#[async_trait]
impl RenderBackend for HeyGenBackend {
    fn name(&self) -> &'static str {
        NAME
    }

    fn word_limit(&self) -> usize {
        WORD_LIMIT
    }

    fn poll_policy(&self) -> PollPolicy {
        PollPolicy {
            interval: self.config.poll_interval,
            max_attempts: self.config.max_polls,
        }
    }

    fn is_enabled(&self) -> bool {
        self.config.is_enabled()
    }

    async fn submit(&self, request: &RenderRequest) -> AvatarResult<String> {
        let api_key = self.api_key()?;
        let voice_id = if request.audio_url.is_some() {
            None
        } else {
            Some(self.voice().await?)
        };

        let photo_id = match request.custom_image.as_deref() {
            Some(image_url) => Some(self.talking_photo(image_url).await?),
            None => None,
        };

        let payload = self.generate_payload(request, photo_id.as_deref(), voice_id.as_deref());
        let response = self
            .http
            .post(format!("{}/v2/video/generate", self.config.base_url))
            .header("X-Api-Key", api_key)
            .json(&payload)
            .send()
            .await?;

        let envelope: Envelope<GenerateData> = error_for_status(NAME, response).await?.json().await?;
        match envelope.data {
            Some(data) => {
                debug!(video_id = %data.video_id, "HeyGen render submitted");
                Ok(data.video_id)
            }
            None => Err(AvatarError::InvalidResponse(format!(
                "HeyGen generate returned no video id: {}",
                describe(envelope.error, envelope.message)
            ))),
        }
    }

    async fn poll(&self, remote_id: &str) -> AvatarResult<RenderStatus> {
        let response = self
            .http
            .get(format!("{}/v1/video_status.get", self.config.base_url))
            .query(&[("video_id", remote_id)])
            .header("X-Api-Key", self.api_key()?)
            .send()
            .await?;

        let envelope: Envelope<StatusData> = error_for_status(NAME, response).await?.json().await?;
        if envelope.code.is_some_and(|c| c != 100) {
            return Ok(RenderStatus::Failed(describe(envelope.error, envelope.message)));
        }

        let data = envelope
            .data
            .ok_or_else(|| AvatarError::InvalidResponse("HeyGen status without data".to_string()))?;

        Ok(match data.status.as_str() {
            "completed" => match data.video_url {
                Some(video_url) => RenderStatus::Done { video_url },
                None => RenderStatus::Failed("completed without video_url".to_string()),
            },
            "failed" | "error" => RenderStatus::Failed(describe(data.error, None)),
            _ => RenderStatus::Pending,
        })
    }

    async fn download(&self, video_url: &str, dest: &Path) -> AvatarResult<()> {
        download_to(&self.http, NAME, video_url, dest).await
    }
}

#[cfg(test)]
mod tests {
    use super::*;
    use std::time::Duration;
    use wiremock::matchers::{header, method, path, query_param};
    use wiremock::{Mock, MockServer, ResponseTemplate};

    fn backend(server: &MockServer, voice: Option<&str>) -> HeyGenBackend {
        let config = BackendConfig {
            api_key: Some("test-key".to_string()),
            base_url: server.uri(),
            poll_interval: Duration::from_millis(1),
            max_polls: 3,
            timeout: Duration::from_secs(5),
        };
        HeyGenBackend::new(config, voice.map(String::from), "tr").unwrap()
    }

    #[test]
    fn test_payload_uses_persona_avatar() {
        let config = BackendConfig::heygen_default();
        let backend = HeyGenBackend::new(config, None, "tr").unwrap();
        let request = RenderRequest::new("Merhaba", Persona::CasualMale);

        let payload = backend.generate_payload(&request, None, Some("v1"));
        let input = &payload["video_inputs"][0];
        assert_eq!(input["character"]["avatar_id"], "Lucas_public_2_20240210");
        assert_eq!(input["voice"]["input_text"], "Merhaba");
        assert_eq!(input["voice"]["voice_id"], "v1");
        assert_eq!(payload["dimension"]["width"], 1280);
    }

    #[test]
    fn test_payload_custom_image_and_audio() {
        let backend = HeyGenBackend::new(BackendConfig::heygen_default(), None, "tr").unwrap();
        let request = RenderRequest::new("x", Persona::default())
            .with_audio_url(Some("https://cdn/voice.mp3".to_string()));

        let payload = backend.generate_payload(&request, Some("photo-123"), None);
        let input = &payload["video_inputs"][0];
        assert_eq!(input["character"]["type"], "talking_photo");
        assert_eq!(input["character"]["talking_photo_id"], "photo-123");
        assert_eq!(input["voice"]["type"], "audio");
    }

    #[tokio::test]
    async fn test_custom_image_uploaded_once_as_talking_photo() {
        let server = MockServer::start().await;
        Mock::given(method("GET"))
            .and(path("/images/me.png"))
            .respond_with(
                ResponseTemplate::new(200)
                    .insert_header("content-type", "image/png")
                    .set_body_bytes(b"\x89PNG".to_vec()),
            )
            .expect(1)
            .mount(&server)
            .await;
        Mock::given(method("POST"))
            .and(path("/v1/talking_photo"))
            .and(header("X-Api-Key", "test-key"))
            .and(header("content-type", "image/png"))
            .respond_with(
                ResponseTemplate::new(200).set_body_json(json!({"data": {"talking_photo_id": "tp-42"}})),
            )
            .expect(1)
            .mount(&server)
            .await;
        Mock::given(method("POST"))
            .and(path("/v2/video/generate"))
            .and(wiremock::matchers::body_partial_json(json!({
                "video_inputs": [{"character": {"type": "talking_photo", "talking_photo_id": "tp-42"}}]
            })))
            .respond_with(
                ResponseTemplate::new(200).set_body_json(json!({"data": {"video_id": "vid-7"}})),
            )
            .expect(2)
            .mount(&server)
            .await;

        let backend = backend(&server, Some("v")).with_upload_url(server.uri());
        let request = RenderRequest::new("Merhaba", Persona::default())
            .with_custom_image(Some(format!("{}/images/me.png", server.uri())));

        assert_eq!(backend.submit(&request).await.unwrap(), "vid-7");
        assert_eq!(backend.submit(&request).await.unwrap(), "vid-7");
    }

    #[tokio::test]
    async fn test_submit_discovers_voice() {
        let server = MockServer::start().await;
        Mock::given(method("GET"))
            .and(path("/v2/voices"))
            .and(header("X-Api-Key", "test-key"))
            .respond_with(ResponseTemplate::new(200).set_body_json(json!({
                "data": {"voices": [
                    {"voice_id": "en-1", "language": "English", "gender": "female"},
                    {"voice_id": "tr-m", "language": "Turkish", "gender": "male"},
                    {"voice_id": "tr-f", "language": "Turkish", "gender": "female"}
                ]}
            })))
            .expect(1)
            .mount(&server)
            .await;
        Mock::given(method("POST"))
            .and(path("/v2/video/generate"))
            .respond_with(
                ResponseTemplate::new(200).set_body_json(json!({"data": {"video_id": "vid-1"}})),
            )
            .expect(2)
            .mount(&server)
            .await;

        let backend = backend(&server, None);
        let request = RenderRequest::new("Merhaba", Persona::default());
        assert_eq!(backend.submit(&request).await.unwrap(), "vid-1");
        // Voice lookup is cached
        assert_eq!(backend.submit(&request).await.unwrap(), "vid-1");
    }

    #[tokio::test]
    async fn test_poll_states() {
        let server = MockServer::start().await;
        Mock::given(method("GET"))
            .and(path("/v1/video_status.get"))
            .and(query_param("video_id", "done"))
            .respond_with(ResponseTemplate::new(200).set_body_json(json!({
                "code": 100,
                "data": {"status": "completed", "video_url": "https://cdn/x.mp4"}
            })))
            .mount(&server)
            .await;
        Mock::given(method("GET"))
            .and(path("/v1/video_status.get"))
            .and(query_param("video_id", "busy"))
            .respond_with(ResponseTemplate::new(200).set_body_json(json!({
                "code": 100,
                "data": {"status": "processing"}
            })))
            .mount(&server)
            .await;
        Mock::given(method("GET"))
            .and(path("/v1/video_status.get"))
            .and(query_param("video_id", "bad"))
            .respond_with(ResponseTemplate::new(200).set_body_json(json!({
                "code": 100,
                "data": {"status": "failed", "error": "avatar not found"}
            })))
            .mount(&server)
            .await;

        let backend = backend(&server, Some("v"));
        assert_eq!(
            backend.poll("done").await.unwrap(),
            RenderStatus::Done {
                video_url: "https://cdn/x.mp4".to_string()
            }
        );
        assert_eq!(backend.poll("busy").await.unwrap(), RenderStatus::Pending);
        assert_eq!(
            backend.poll("bad").await.unwrap(),
            RenderStatus::Failed("avatar not found".to_string())
        );
    }

    #[tokio::test]
    async fn test_submit_http_error() {
        let server = MockServer::start().await;
        Mock::given(method("POST"))
            .and(path("/v2/video/generate"))
            .respond_with(ResponseTemplate::new(401).set_body_string("bad key"))
            .mount(&server)
            .await;

        let backend = backend(&server, Some("v"));
        let err = backend
            .submit(&RenderRequest::new("x", Persona::default()))
            .await
            .unwrap_err();
        assert!(matches!(err, AvatarError::RequestFailed { .. }));
    }

    #[tokio::test]
    async fn test_disabled_without_key() {
        let backend = HeyGenBackend::new(BackendConfig::heygen_default(), None, "tr").unwrap();
        assert!(!backend.is_enabled());
        let err = backend
            .submit(&RenderRequest::new("x", Persona::default()))
            .await
            .unwrap_err();
        assert!(matches!(err, AvatarError::Disabled { .. }));
    }
}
※
### TASK STATEMENT
Filter the entries and copy each line with "format".

### RESPONSE BELOW
            .post(format!("{}/v2/video/generate", self.config.base_url))
            None => Err(AvatarError::InvalidResponse(format!(
            .get(format!("{}/v1/video_status.get", self.config.base_url))
            .with_custom_image(Some(format!("{}/images/me.png", server.uri())));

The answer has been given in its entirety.